Restate the listing in full, keeping every word as it is.

PROVIDED RECORDS START

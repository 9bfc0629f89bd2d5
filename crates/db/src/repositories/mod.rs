//! Database repositories.

mod user;
mod user_vote;
mod vote;

pub use user::UserRepository;
pub use user_vote::UserVoteRepository;
pub use vote::{VoteOptionRepository, VoteRepository};
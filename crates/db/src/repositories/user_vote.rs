//! Ballot (user vote) repository.

use std::sync::Arc;

use crate::{
    db_error,
    entities::{UserVote, user_vote},
};
use ballotbox_common::AppResult;
use sea_orm::{
    ActiveModelTrait, ColumnTrait, ConnectionTrait, DatabaseConnection, EntityTrait,
    PaginatorTrait, QueryFilter, QueryOrder,
};

/// Ballot repository for database operations.
#[derive(Clone)]
pub struct UserVoteRepository {
    db: Arc<DatabaseConnection>,
}

impl UserVoteRepository {
    /// Create a new ballot repository.
    #[must_use]
    pub const fn new(db: Arc<DatabaseConnection>) -> Self {
        Self { db }
    }

    /// Shared pool connection for statements that need no transaction.
    #[must_use]
    pub fn connection(&self) -> &DatabaseConnection {
        self.db.as_ref()
    }

    /// Ballot rows of a user in a vote.
    pub async fn find_by_user_and_vote<C: ConnectionTrait>(
        &self,
        conn: &C,
        user_id: &str,
        vote_id: &str,
    ) -> AppResult<Vec<user_vote::Model>> {
        UserVote::find()
            .filter(user_vote::Column::UserId.eq(user_id))
            .filter(user_vote::Column::VoteId.eq(vote_id))
            .order_by_asc(user_vote::Column::CreatedAt)
            .all(conn)
            .await
            .map_err(db_error)
    }

    /// Check if a user has at least one ballot in a vote.
    pub async fn has_voted<C: ConnectionTrait>(
        &self,
        conn: &C,
        user_id: &str,
        vote_id: &str,
    ) -> AppResult<bool> {
        let count = UserVote::find()
            .filter(user_vote::Column::UserId.eq(user_id))
            .filter(user_vote::Column::VoteId.eq(vote_id))
            .count(conn)
            .await
            .map_err(db_error)?;
        Ok(count > 0)
    }

    /// Number of ballot rows recorded for an option.
    pub async fn count_by_option<C: ConnectionTrait>(
        &self,
        conn: &C,
        option_id: &str,
    ) -> AppResult<u64> {
        UserVote::find()
            .filter(user_vote::Column::OptionId.eq(option_id))
            .count(conn)
            .await
            .map_err(db_error)
    }

    /// Record a ballot row.
    pub async fn create<C: ConnectionTrait>(
        &self,
        conn: &C,
        model: user_vote::ActiveModel,
    ) -> AppResult<user_vote::Model> {
        model.insert(conn).await.map_err(db_error)
    }

    /// Remove a user's ballot rows in a vote.
    pub async fn delete_by_user_and_vote<C: ConnectionTrait>(
        &self,
        conn: &C,
        user_id: &str,
        vote_id: &str,
    ) -> AppResult<u64> {
        let result = UserVote::delete_many()
            .filter(user_vote::Column::UserId.eq(user_id))
            .filter(user_vote::Column::VoteId.eq(vote_id))
            .exec(conn)
            .await
            .map_err(db_error)?;
        Ok(result.rows_affected)
    }

    /// Remove every ballot row of a vote.
    pub async fn delete_by_vote<C: ConnectionTrait>(
        &self,
        conn: &C,
        vote_id: &str,
    ) -> AppResult<u64> {
        let result = UserVote::delete_many()
            .filter(user_vote::Column::VoteId.eq(vote_id))
            .exec(conn)
            .await
            .map_err(db_error)?;
        Ok(result.rows_affected)
    }
}
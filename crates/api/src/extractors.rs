//! Request extractors.

use axum::{
    Json,
    extract::{FromRequest, FromRequestParts, Request, rejection::JsonRejection},
    http::request::Parts,
};
use ballotbox_common::AppError;

/// The caller identified by the bearer token.
#[derive(Debug, Clone, PartialEq, Eq)]
pub struct AuthUser {
    /// User ID.
    pub id: String,
    /// Username at the time the token was issued.
    pub username: String,
}

impl<S> FromRequestParts<S> for AuthUser
where
    S: Send + Sync,
{
    type Rejection = AppError;

    async fn from_request_parts(parts: &mut Parts, _state: &S) -> Result<Self, Self::Rejection> {
        // Set by the auth middleware
        parts
            .extensions
            .get::<Self>()
            .cloned()
            .ok_or(AppError::Unauthorized)
    }
}

/// JSON request body whose rejections render as [`AppError::Validation`].
#[derive(Debug, Clone, Copy, Default)]
pub struct JsonBody<T>(pub T);

impl<S, T> FromRequest<S> for JsonBody<T>
where
    Json<T>: FromRequest<S, Rejection = JsonRejection>,
    S: Send + Sync,
{
    type Rejection = AppError;

    async fn from_request(req: Request, state: &S) -> Result<Self, Self::Rejection> {
        Json::<T>::from_request(req, state)
            .await
            .map(|Json(value)| Self(value))
            .map_err(|rejection| AppError::Validation(rejection.body_text()))
    }
}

PROVIDED RECORDS END

# WRITTEN RESPONSE:
repository 9bfc0629f89bd2d5
filename crates/db/src/repositories/mod.rs
//! Database repositories.

mod user;
mod user_vote;
mod vote;

pub use user::UserRepository;
pub use user_vote::UserVoteRepository;
pub use vote::{VoteOptionRepository, VoteRepository};
filename crates/db/src/repositories/user_vote.rs
//! Ballot (user vote) repository.

use std::sync::Arc;

use crate::{
    db_error,
    entities::{UserVote, user_vote},
};
use ballotbox_common::AppResult;
use sea_orm::{
    ActiveModelTrait, ColumnTrait, ConnectionTrait, DatabaseConnection, EntityTrait,
    PaginatorTrait, QueryFilter, QueryOrder,
};

/// Ballot repository for database operations.
#[derive(Clone)]
pub struct UserVoteRepository {
    db: Arc<DatabaseConnection>,
}

impl UserVoteRepository {
    /// Create a new ballot repository.
    #[must_use]
    pub const fn new(db: Arc<DatabaseConnection>) -> Self {
        Self { db }
    }

    /// Shared pool connection for statements that need no transaction.
    #[must_use]
    pub fn connection(&self) -> &DatabaseConnection {
        self.db.as_ref()
    }

    /// Ballot rows of a user in a vote.
    pub async fn find_by_user_and_vote<C: ConnectionTrait>(
        &self,
        conn: &C,
        user_id: &str,
        vote_id: &str,
    ) -> AppResult<Vec<user_vote::Model>> {
        UserVote::find()
            .filter(user_vote::Column::UserId.eq(user_id))
            .filter(user_vote::Column::VoteId.eq(vote_id))
            .order_by_asc(user_vote::Column::CreatedAt)
            .all(conn)
            .await
            .map_err(db_error)
    }

    /// Check if a user has at least one ballot in a vote.
    pub async fn has_voted<C: ConnectionTrait>(
        &self,
        conn: &C,
        user_id: &str,
        vote_id: &str,
    ) -> AppResult<bool> {
        let count = UserVote::find()
            .filter(user_vote::Column::UserId.eq(user_id))
            .filter(user_vote::Column::VoteId.eq(vote_id))
            .count(conn)
            .await
            .map_err(db_error)?;
        Ok(count > 0)
    }

    /// Number of ballot rows recorded for an option.
    pub async fn count_by_option<C: ConnectionTrait>(
        &self,
        conn: &C,
        option_id: &str,
    ) -> AppResult<u64> {
        UserVote::find()
            .filter(user_vote::Column::OptionId.eq(option_id))
            .count(conn)
            .await
            .map_err(db_error)
    }

    /// Record a ballot row.
    pub async fn create<C: ConnectionTrait>(
        &self,
        conn: &C,
        model: user_vote::ActiveModel,
    ) -> AppResult<user_vote::Model> {
        model.insert(conn).await.map_err(db_error)
    }

    /// Remove a user's ballot rows in a vote.
    pub async fn delete_by_user_and_vote<C: ConnectionTrait>(
        &self,
        conn: &C,
        user_id: &str,
        vote_id: &str,
    ) -> AppResult<u64> {
        let result = UserVote::delete_many()
            .filter(user_vote::Column::UserId.eq(user_id))
            .filter(user_vote::Column::VoteId.eq(vote_id))
            .exec(conn)
            .await
            .map_err(db_error)?;
        Ok(result.rows_affected)
    }

    /// Remove every ballot row of a vote.
    pub async fn delete_by_vote<C: ConnectionTrait>(
        &self,
        conn: &C,
        vote_id: &str,
    ) -> AppResult<u64> {
        let result = UserVote::delete_many()
            .filter(user_vote::Column::VoteId.eq(vote_id))
            .exec(conn)
            .await
            .map_err(db_error)?;
        Ok(result.rows_affected)
    }
}
filename crates/api/src/extractors.rs
//! Request extractors.

use axum::{
    Json,
    extract::{FromRequest, FromRequestParts, Request, rejection::JsonRejection},
    http::request::Parts,
};
use ballotbox_common::AppError;

/// The caller identified by the bearer token.
#[derive(Debug, Clone, PartialEq, Eq)]
pub struct AuthUser {
    /// User ID.
    pub id: String,
    /// Username at the time the token was issued.
    pub username: String,
}

impl<S> FromRequestParts<S> for AuthUser
where
    S: Send + Sync,
{
    type Rejection = AppError;

    async fn from_request_parts(parts: &mut Parts, _state: &S) -> Result<Self, Self::Rejection> {
        // Set by the auth middleware
        parts
            .extensions
            .get::<Self>()
            .cloned()
            .ok_or(AppError::Unauthorized)
    }
}

/// JSON request body whose rejections render as [`AppError::Validation`].
#[derive(Debug, Clone, Copy, Default)]
pub struct JsonBody<T>(pub T);

impl<S, T> FromRequest<S> for JsonBody<T>
where
    Json<T>: FromRequest<S, Rejection = JsonRejection>,
    S: Send + Sync,
{
    type Rejection = AppError;

    async fn from_request(req: Request, state: &S) -> Result<Self, Self::Rejection> {
        Json::<T>::from_request(req, state)
            .await
            .map(|Json(value)| Self(value))
            .map_err(|rejection| AppError::Validation(rejection.body_text()))
    }
}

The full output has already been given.